Author Topic: Localization tips and advice for software developers  (Read 4934 times)

spiros

  • Administrator
  • Hero Member
  • *****
  • Posts: 293795
  • Gender: Male
  • point d’amour
    • spiros.doikas
    • greektranslator
    • doikas
    • 102094522373850556729
    • lavagraph
    • Greek translator CV
Localization tips and advice for software developers
« on: 12 Nov, 2005, 22:32:09 »
It is quite sad that even today, in Greece, there are many programmers who develop very popular software applications which are so damn hard to localize just because they have not taken into consideration localization issues at the outset of the project.

One of the many cases is Ellinomatheia whose gravest fault is the existence of hardcoded strings all over the place.


In computer programming or text markup, to hardcode (less frequently, hard code) is to use an explicit rather than a symbolic name for something that is likely to change at a later time. Such coding is sometimes known as hardcode (noun) and it is more difficult to change if it later becomes necessary. In most programming languages, it is possible to equate a symbol with a particular name (which may also represent a number) value. If the name changes, the symbol stays the same and only the equate line of code needs to be changed to reflect the new name. When the program is recompiled, the new name is picked up wherever the symbol occurs in the code. Although there are search-and-replace tools that can change all occurrences of a given name, program code is very unforgiving in case a small error is introduced, and it is safer to have a single place in which such a change can be made. For this reason, hardcoding is usually a practice to be avoided.

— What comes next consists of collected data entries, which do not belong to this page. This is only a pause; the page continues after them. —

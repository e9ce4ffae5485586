pub mod error;
pub mod handlers;
pub mod models;
pub mod price_calculator;
pub mod repository;
pub mod service;
pub mod status_machine;

pub use error::*;
pub use handlers::*;
pub use models::*;
pub use price_calculator::*;
pub use repository::*;
pub use service::*;
pub use status_machine::*;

Below are some tips and links for developing products that can be easily localized:

Consider differences in length for text strings   
Many languages use different amounts of space to convey the same meaning, therefore, when creating your application, you should consider the different lengths of the text strings for the language your application will be in. An average of 30% more space should be added for any text. Depending on the language and the phrase, the localized string might even require twice as much space.

Use generic images and icons   
Bitmaps that are culturally neutral and that do not contain anything that must be localized are ideal.

Use text that can wrap   
With labels for such controls as radio buttons and check boxes, it is important that you set the appropriate property that makes it possible for the text to wrap. Localization vendors often cannot change the properties of radio button and check box labels. If you do not make it possible for the text to wrap and the translation does not fit on one line, the localizer's only alternative is to omit some of the text.

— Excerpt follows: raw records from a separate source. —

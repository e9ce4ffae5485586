// Fulfillment collaborators
//
// The order orchestrator talks to enrollment, CRM, and enrollment-code
// concerns through narrow traits so tests can substitute recording fakes
// and so none of these systems can reach back into order state.

use async_trait::async_trait;
use chrono::{Duration, Utc};
use rust_decimal::Decimal;
use sqlx::PgPool;
use uuid::Uuid;

use crate::coupons::{CouponError, CouponType, CouponsRepository, NewPaymentVersion};
use crate::orders::Order;

/// Creates enrollment records for every purchased course run.
///
/// Implementations must tolerate individual run failures without aborting
/// the whole order: they report which runs succeeded and whether every run
/// succeeded.
#[async_trait]
pub trait EnrollmentSink: Send + Sync {
    /// When `keep_failed` is set, a run that could not be enrolled is
    /// recorded as an inactive enrollment so support can repair it later.
    async fn create_run_enrollments(
        &self,
        user_id: i32,
        run_ids: &[i64],
        order_id: i64,
        keep_failed: bool,
    ) -> (Vec<i64>, bool);
}

/// Notifies the CRM of a settled order. Fire-and-forget: implementations
/// must never propagate failures.
#[async_trait]
pub trait CrmSink: Send + Sync {
    async fn sync_deal(&self, order: &Order);
}

/// Issues single-use enrollment codes for a bulk (B2B) seat purchase.
#[async_trait]
pub trait EnrollmentCodeIssuer: Send + Sync {
    async fn issue_codes(
        &self,
        order: &Order,
        product_id: i64,
        num_seats: i32,
    ) -> Result<Vec<String>, CouponError>;
}

/// Writes enrollments straight to the database.
pub struct DbEnrollmentSink {
    pool: PgPool,
}

impl DbEnrollmentSink {
    pub fn new(pool: PgPool) -> Self {
        Self { pool }
    }
}

#[async_trait]
impl EnrollmentSink for DbEnrollmentSink {
    async fn create_run_enrollments(
        &self,
        user_id: i32,
        run_ids: &[i64],
        order_id: i64,
        keep_failed: bool,
    ) -> (Vec<i64>, bool) {
        let mut successful = Vec::with_capacity(run_ids.len());
        let mut all_ok = true;

        for run_id in run_ids {
            let result = sqlx::query(
                r#"
                INSERT INTO enrollments (user_id, run_id, order_id)
                VALUES ($1, $2, $3)
                ON CONFLICT (user_id, run_id) DO NOTHING
                "#,
            )
            .bind(user_id)
            .bind(run_id)
            .bind(order_id)
            .execute(&self.pool)
            .await;

            match result {
                Ok(_) => successful.push(*run_id),
                Err(err) => {
                    all_ok = false;
                    tracing::error!(
                        "Enrollment failed for user {} run {} (order {}): {}",
                        user_id,
                        run_id,
                        order_id,
                        err
                    );
                    if keep_failed {
                        // Best effort; the failure above is already logged
                        let _ = sqlx::query(
                            r#"
                            INSERT INTO enrollments (user_id, run_id, order_id, active)
                            VALUES ($1, $2, $3, FALSE)
                            ON CONFLICT (user_id, run_id) DO NOTHING
                            "#,
                        )
                        .bind(user_id)
                        .bind(run_id)
                        .bind(order_id)
                        .execute(&self.pool)
                        .await;
                    }
                }
            }
        }

        (successful, all_ok)
    }
}

/// Stand-in CRM sink that records the sync intent in the logs. A real
/// deployment substitutes a client for the CRM's API behind the same trait.
pub struct LoggingCrmSink;

#[async_trait]
impl CrmSink for LoggingCrmSink {
    async fn sync_deal(&self, order: &Order) {
        tracing::info!(
            "CRM sync: order {} status {} total {}",
            order.id,
            order.status,
            order.total_price_paid
        );
    }
}

/// Issues enrollment codes as a batch of single-use, 100%-off coupons
/// scoped to the purchased product.
pub struct DbCouponCodeIssuer {
    coupons: CouponsRepository,
    code_expiration_days: i64,
}

impl DbCouponCodeIssuer {
    pub fn new(coupons: CouponsRepository) -> Self {
        Self {
            coupons,
            code_expiration_days: 365,
        }
    }
}

#[async_trait]
impl EnrollmentCodeIssuer for DbCouponCodeIssuer {
    async fn issue_codes(
        &self,
        order: &Order,
        product_id: i64,
        num_seats: i32,
    ) -> Result<Vec<String>, CouponError> {
        let codes: Vec<String> = (0..num_seats)
            .map(|_| Uuid::new_v4().simple().to_string())
            .collect();

        let version = NewPaymentVersion {
            coupon_type: CouponType::SingleUse,
            discount: Decimal::ONE,
            max_redemptions: 1,
            max_redemptions_per_user: 1,
            activation_date: None,
            expiration_date: Some(Utc::now() + Duration::days(self.code_expiration_days)),
            automatic: false,
            company_id: None,
            payment_type: Some("sales".to_string()),
            payment_transaction: Some(format!("order-{}", order.id)),
        };

        let name = format!("Enrollment codes for order {}", order.id);
        let (_, coupons) = self
            .coupons
            .create_batch(&name, &version, &codes, false, &[product_id])
            .await?;

        tracing::info!(
            "Issued {} enrollment code(s) for order {}",
            coupons.len(),
            order.id
        );
        Ok(coupons.into_iter().map(|c| c.coupon_code).collect())
    }
}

Add one extra line per variable   
When variables are used in UI strings, localization usually requires extra space. As a rule of thumb, one line per variable should be added to the text box so that there is enough space for the localized text. For example, the translation of a sentence that does not contain variables might require the entire first line of a text box. Where there is a variable inside of the sentence, the inserted text for the variable would extend the sentence into the second line. Allocate enough space for this spillover so that it will still be readable.

Avoid hiding or overlapping controls   
UI controls such as buttons or drop-down lists should not be placed on top of other controls. Sizing and hotkey issues with hidden controls usually are found through testing, which might not be done during localization. In this case, the UI is not localizable because the button size cannot be extended to the length required for the translation without rearranging the button positions. Rearranging button positions can be costly and makes the UI inconsistent among languages.

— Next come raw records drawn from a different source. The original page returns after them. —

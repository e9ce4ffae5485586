// HTTP handlers for catalog endpoints

use axum::{
    extract::{Path, State},
    http::StatusCode,
    Json,
};
use validator::Validate;

use crate::auth::middleware::AuthenticatedUser;
use crate::catalog::{
    CatalogError, CreateProductRequest, CreateProductVersionRequest, ProductResponse,
    ProductVersion,
};

/// Handler for GET /api/products
/// Lists all products with their current version
#[utoipa::path(
    get,
    path = "/api/products",
    responses(
        (status = 200, description = "List of products", body = Vec<ProductResponse>),
        (status = 500, description = "Internal server error")
    ),
    tag = "products"
)]
pub async fn list_products_handler(
    State(state): State<crate::AppState>,
) -> Result<Json<Vec<ProductResponse>>, CatalogError> {
    let products = state.catalog_repo.list_products().await?;

    let mut responses = Vec::new();
    for product in products {
        let latest_version = state.catalog_repo.latest_version(product.id).await?;
        responses.push(ProductResponse {
            id: product.id,
            content_kind: product.content_kind,
            content_id: product.content_id,
            is_active: product.is_active,
            latest_version,
        });
    }

    Ok(Json(responses))
}

/// Handler for GET /api/products/:id
#[utoipa::path(
    get,
    path = "/api/products/{id}",
    params(("id" = i64, Path, description = "Product ID")),
    responses(
        (status = 200, description = "Product found", body = ProductResponse),
        (status = 404, description = "Product not found")
    ),
    tag = "products"
)]
pub async fn get_product_handler(
    State(state): State<crate::AppState>,
    Path(id): Path<i64>,
) -> Result<Json<ProductResponse>, CatalogError> {
    let product = state
        .catalog_repo
        .find_product(id)
        .await?
        .ok_or(CatalogError::ProductNotFound(id))?;

    let latest_version = state.catalog_repo.latest_version(product.id).await?;

    Ok(Json(ProductResponse {
        id: product.id,
        content_kind: product.content_kind,
        content_id: product.content_id,
        is_active: product.is_active,
        latest_version,
    }))
}

/// Handler for POST /api/products
/// Creates a product for a course run or program
#[utoipa::path(
    post,
    path = "/api/products",
    request_body = CreateProductRequest,
    responses(
        (status = 201, description = "Product created", body = ProductResponse),
        (status = 400, description = "Content object not found"),
        (status = 409, description = "Product already exists for content object")
    ),
    tag = "products"
)]
pub async fn create_product_handler(
    State(state): State<crate::AppState>,
    _user: AuthenticatedUser, // TODO: Add role check for admin/staff
    Json(request): Json<CreateProductRequest>,
) -> Result<(StatusCode, Json<ProductResponse>), CatalogError> {
    request
        .validate()
        .map_err(|e| CatalogError::ValidationError(e.to_string()))?;

    let product = state
        .catalog_repo
        .create_product(request.content_kind, request.content_id)
        .await?;

    tracing::info!(
        "Created product {} for {} {}",
        product.id,
        product.content_kind,
        product.content_id
    );

    Ok((
        StatusCode::CREATED,
        Json(ProductResponse {
            id: product.id,
            content_kind: product.content_kind,
            content_id: product.content_id,
            is_active: product.is_active,
            latest_version: None,
        }),
    ))
}

/// Handler for POST /api/products/:id/versions
/// Appends a new price/description version; prior versions are immutable
#[utoipa::path(
    post,
    path = "/api/products/{id}/versions",
    params(("id" = i64, Path, description = "Product ID")),
    request_body = CreateProductVersionRequest,
    responses(
        (status = 201, description = "Version appended", body = ProductVersion),
        (status = 404, description = "Product not found")
    ),
    tag = "products"
)]
pub async fn create_product_version_handler(
    State(state): State<crate::AppState>,
    _user: AuthenticatedUser, // TODO: Add role check for admin/staff
    Path(id): Path<i64>,
    Json(request): Json<CreateProductVersionRequest>,
) -> Result<(StatusCode, Json<ProductVersion>), CatalogError> {
    request
        .validate()
        .map_err(|e| CatalogError::ValidationError(e.to_string()))?;

    let version = state
        .catalog_repo
        .create_version(id, request.price, &request.description)
        .await?;

    Ok((StatusCode::CREATED, Json(version)))
}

Avoid hard coding localizable string elements   
Because localization vendors often don't work with the source code, hard coded strings are usually only found through testing. For example, there might be a string in a resource file without a period at the end of a sentence because the period is added in the code. Because they don't see the code, translators might assume that this is a mistake and end the translation with a period. The result would be localized versions that have two periods at the end of the sentence. It is best to avoid hard coding all localizable string elements to save time for localization, build and test teams.

Avoid using controls within a sentence   
You might want to place a UI control within a sentence. For example, you might want to give users a drop-down menu to make a choice within a sentence. This practice is not recommended, because to localize a sentence that includes UI controls, the localizer often has to either change the position of the controls (if possible) or be content with an improper sentence structure. Also, the UI controls are often drop-down combo boxes that are comprised of multiple controls. Moving and aligning these can be error-prone.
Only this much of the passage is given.